La signature électronique : facile mais pas si simple !

Signer un document électroniquement n’est pas une nouveauté, mais la crise sanitaire a accéléré sa généralisation. Un phénomène qui s’est développé par souci de rapidité et d’efficacité mais qui peut receler des pièges et des dangers. Identification, recueil du consentement éclairé...

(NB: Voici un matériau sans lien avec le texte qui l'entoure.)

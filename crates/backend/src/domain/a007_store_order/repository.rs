use std::str::FromStr;

use chrono::Utc;
use contracts::domain::a006_catalog_product::aggregate::CatalogProductId;
use contracts::domain::a007_store_order::aggregate::{
    OrderLine, OrderLineId, ShippingAddress, ShippingAddressId, StoreOrder, StoreOrderId,
};
use contracts::domain::common::{BaseAggregate, EntityMetadata};
use rust_decimal::Decimal;
use serde::{Deserialize, Serialize};
use uuid::Uuid;

use sea_orm::entity::prelude::*;
use sea_orm::{ColumnTrait, EntityTrait, QueryFilter, Set};

use crate::shared::data::db::get_connection;

#[derive(Clone, Debug, PartialEq, DeriveEntityModel, Serialize, Deserialize)]
#[sea_orm(table_name = "a007_store_order")]
pub struct Model {
    #[sea_orm(primary_key, auto_increment = false)]
    pub id: String,
    pub code: String,
    pub description: String,
    pub comment: Option<String>,
    pub order_number: String,
    pub email: Option<String>,
    pub date_placed: chrono::DateTime<chrono::Utc>,
    pub shipping_address: Option<String>,
    pub is_deleted: bool,
    pub created_at: Option<chrono::DateTime<chrono::Utc>>,
    pub updated_at: Option<chrono::DateTime<chrono::Utc>>,
    pub version: i32,
}

#[derive(Copy, Clone, Debug, EnumIter, DeriveRelation)]
pub enum Relation {}

impl ActiveModelBehavior for ActiveModel {}

pub mod line {
    use sea_orm::entity::prelude::*;
    use serde::{Deserialize, Serialize};

    #[derive(Clone, Debug, PartialEq, DeriveEntityModel, Serialize, Deserialize)]
    #[sea_orm(table_name = "a007_order_line")]
    pub struct Model {
        #[sea_orm(primary_key, auto_increment = false)]
        pub id: String,
        pub order_ref: String,
        pub product: String,
        pub partner_sku: String,
        pub partner_line_reference: Option<String>,
        pub quantity: i32,
        pub unit_price_incl_tax: Option<String>,
        pub line_price_incl_tax: Option<String>,
        pub shipping_address: Option<String>,
    }

    #[derive(Copy, Clone, Debug, EnumIter, DeriveRelation)]
    pub enum Relation {}

    impl ActiveModelBehavior for ActiveModel {}
}

pub mod address {
    use sea_orm::entity::prelude::*;
    use serde::{Deserialize, Serialize};

    #[derive(Clone, Debug, PartialEq, DeriveEntityModel, Serialize, Deserialize)]
    #[sea_orm(table_name = "a007_shipping_address")]
    pub struct Model {
        #[sea_orm(primary_key, auto_increment = false)]
        pub id: String,
        pub name: String,
        pub line1: String,
        pub line2: Option<String>,
        pub line3: Option<String>,
        pub city: String,
        pub state: Option<String>,
        pub postcode: String,
        pub country_code: String,
    }

    #[derive(Copy, Clone, Debug, EnumIter, DeriveRelation)]
    pub enum Relation {}

    impl ActiveModelBehavior for ActiveModel {}
}

impl From<Model> for StoreOrder {
    fn from(m: Model) -> Self {
        let metadata = EntityMetadata {
            created_at: m.created_at.unwrap_or_else(Utc::now),
            updated_at: m.updated_at.unwrap_or_else(Utc::now),
            is_deleted: m.is_deleted,
            version: m.version,
        };
        let uuid = Uuid::parse_str(&m.id).unwrap_or_else(|_| Uuid::new_v4());

        StoreOrder {
            base: BaseAggregate::with_metadata(
                StoreOrderId(uuid),
                m.code,
                m.description,
                m.comment.clone(),
                metadata,
            ),
            number: m.order_number,
            email: m.email,
            date_placed: m.date_placed,
            shipping_address: m
                .shipping_address
                .as_deref()
                .and_then(|v| Uuid::parse_str(v).ok())
                .map(ShippingAddressId),
        }
    }
}

fn line_from_model(m: line::Model) -> Option<OrderLine> {
    let id = Uuid::parse_str(&m.id).ok()?;
    let order = Uuid::parse_str(&m.order_ref).ok()?;
    let product = Uuid::parse_str(&m.product).ok()?;
    Some(OrderLine {
        id: OrderLineId(id),
        order: StoreOrderId(order),
        product: CatalogProductId(product),
        partner_sku: m.partner_sku,
        partner_line_reference: m.partner_line_reference,
        quantity: m.quantity,
        unit_price_incl_tax: m
            .unit_price_incl_tax
            .as_deref()
            .and_then(|p| Decimal::from_str(p).ok()),
        line_price_incl_tax: m
            .line_price_incl_tax
            .as_deref()
            .and_then(|p| Decimal::from_str(p).ok()),
        shipping_address: m
            .shipping_address
            .as_deref()
            .and_then(|v| Uuid::parse_str(v).ok())
            .map(ShippingAddressId),
    })
}

fn address_from_model(m: address::Model) -> Option<ShippingAddress> {
    let id = Uuid::parse_str(&m.id).ok()?;
    Some(ShippingAddress {
        id: ShippingAddressId(id),
        name: m.name,
        line1: m.line1,
        line2: m.line2,
        line3: m.line3,
        city: m.city,
        state: m.state,
        postcode: m.postcode,
        country_code: m.country_code,
    })
}

fn conn() -> &'static DatabaseConnection {
    get_connection()
}

pub async fn get_by_id(id: Uuid) -> anyhow::Result<Option<StoreOrder>> {
    let result = Entity::find_by_id(id.to_string()).one(conn()).await?;
    Ok(result.map(Into::into))
}

pub async fn get_by_number(number: &str) -> anyhow::Result<Option<StoreOrder>> {
    let result = Entity::find()
        .filter(Column::OrderNumber.eq(number))
        .one(conn())
        .await?;
    Ok(result.map(Into::into))
}

pub async fn insert(aggregate: &StoreOrder) -> anyhow::Result<Uuid> {
    let uuid = aggregate.base.id.value();
    let active = ActiveModel {
        id: Set(uuid.to_string()),
        code: Set(aggregate.base.code.clone()),
        description: Set(aggregate.base.description.clone()),
        comment: Set(aggregate.base.comment.clone()),
        order_number: Set(aggregate.number.clone()),
        email: Set(aggregate.email.clone()),
        date_placed: Set(aggregate.date_placed),
        shipping_address: Set(aggregate.shipping_address.map(|a| a.value().to_string())),
        is_deleted: Set(aggregate.base.metadata.is_deleted),
        created_at: Set(Some(aggregate.base.metadata.created_at)),
        updated_at: Set(Some(aggregate.base.metadata.updated_at)),
        version: Set(aggregate.base.metadata.version),
    };
    active.insert(conn()).await?;
    Ok(uuid)
}

pub async fn list_lines(order: StoreOrderId) -> anyhow::Result<Vec<OrderLine>> {
    let rows = line::Entity::find()
        .filter(line::Column::OrderRef.eq(order.value().to_string()))
        .all(conn())
        .await?;
    Ok(rows.into_iter().filter_map(line_from_model).collect())
}

pub async fn insert_line(item: &OrderLine) -> anyhow::Result<()> {
    let active = line::ActiveModel {
        id: Set(item.id.value().to_string()),
        order_ref: Set(item.order.value().to_string()),
        product: Set(item.product.value().to_string()),
        partner_sku: Set(item.partner_sku.clone()),
        partner_line_reference: Set(item.partner_line_reference.clone()),
        quantity: Set(item.quantity),
        unit_price_incl_tax: Set(item.unit_price_incl_tax.map(|p| p.to_string())),
        line_price_incl_tax: Set(item.line_price_incl_tax.map(|p| p.to_string())),
        shipping_address: Set(item.shipping_address.map(|a| a.value().to_string())),
    };
    active.insert(conn()).await?;
    Ok(())
}

pub async fn get_address(id: ShippingAddressId) -> anyhow::Result<Option<ShippingAddress>> {
    let row = address::Entity::find_by_id(id.value().to_string())
        .one(conn())
        .await?;
    Ok(row.and_then(address_from_model))
}

pub async fn insert_address(item: &ShippingAddress) -> anyhow::Result<()> {
    let active = address::ActiveModel {
        id: Set(item.id.value().to_string()),
        name: Set(item.name.clone()),
        line1: Set(item.line1.clone()),
        line2: Set(item.line2.clone()),
        line3: Set(item.line3.clone()),
        city: Set(item.city.clone()),
        state: Set(item.state.clone()),
        postcode: Set(item.postcode.clone()),
        country_code: Set(item.country_code.clone()),
    };
    active.insert(conn()).await?;
    Ok(())
}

Le rôle des notaires est de s’assurer que la signature par écran interposé implique les mêmes conditions que celle apposée au bas d’un document papier. Encadrer ? Limiter ? Réglementer ? Questions sur la bonne attitude à adopter face à une nouvelle réalité.
 
Le constat est sans appel : « depuis un an et le confinement, la signature de nos actes à distance est quasiment devenue la norme », constate Xavier Ricard, notaire à Nantes et président de la 3e commission du Congrès des notaires de France.
 
« Il n’y aura pas de retour en arrière possible », avance-t-il. En effet, les clients ont découvert la facilité de pouvoir signer l’achat d’un bien ou une donation sans se déplacer dans une étude. Simple donc en théorie. Sauf qu’en pratique cela soulève de nombreuses questions.
 
« Le problème central est celui du tiers de confiance, celui qui certifie que la signature a été conforme et que les parties ont compris à quoi elles s’engageaient en signant », explique Xavier Ricard. Signer oui. Mais à distance, comment être certain de l’identité de celui qui a signé ? Des textes encadrent le sujet depuis 2016.
 
« Il y a cependant des trous dans la raquette », reconnaît le notaire. En effet, de plus en plus de documents nécessaires à des actes notariés sont signés électroniquement sans que le notaire soit présent. Ce sont d’autres organismes, des prestataires, qui se chargent d’authentifier la signature. Or, les règles n’apparaissent pas assez rigoureuses et protectrices.
 
« Est-ce que le prestataire a bien vérifié que le signataire est clairement identifié ? Est-ce que l’on lui a demandé ses documents d’identité ? Est-ce que l’on est certain que c’est bien lui qui a signé ? » s’interroge Xavier Ricard.
 
Et le notaire d’expliquer la démarche de sa commission : « Le Congrès des notaires de France voudrait
proposer de clarifier les critères de ce que l’on appelle la signature avancée. L’objectif est que le notaire soit certain que le signataire a bien signé tous les documents. Il faudrait donc qu’un document soit créé qui atteste que l’identité du signataire a bien été vérifiée et par quel moyen elle l’a été. Ce document permettrait au notaire de justifier de la densité du contrôle de l’identité
».
 
Tant que ce document n’existe pas, le notaire apparaît donc incontournable. D’autant que le corollaire de la signature est le consentement. Et là aussi, la distance soulève des questions. « Il est compliqué d’envisager que le consentement puisse être vraiment recueilli par une machine. Une machine ne pourra jamais s’assurer que votre consentement est libre et éclairé ! », dit encore Xavier Ricard.
 
Et d’ajouter : « la vocation de la profession de notaire est bien de certifier que le consentement est libre et éclairé ! ». Alors, comment contrôler le consentement exprimé à distance ? La piste de la création d’un outil adapté de visioconférence, avec une image et un son de qualité, mais aussi avec la possibilité de vérifier que le signataire ne subit aucune pression là où il se trouve, est la plus sérieuse.
 
« Même avec l’outil le plus performant, la nécessité que le notaire s’assure du recueil du consentement est essentielle », professe Me Ricard. L’autre solution : conditionner l’expression du consentement
en fonction des montants engagés.
 
« C’est une possibilité, une question, mais qui reste sans réponse aujourd’hui », confesse Xavier Ricard avant de conclure : « il est du devoir du Congrès de se poser la question et peut-être que nous pourrons proposer aux législateurs des réponses pratiques et facilement applicables ! ».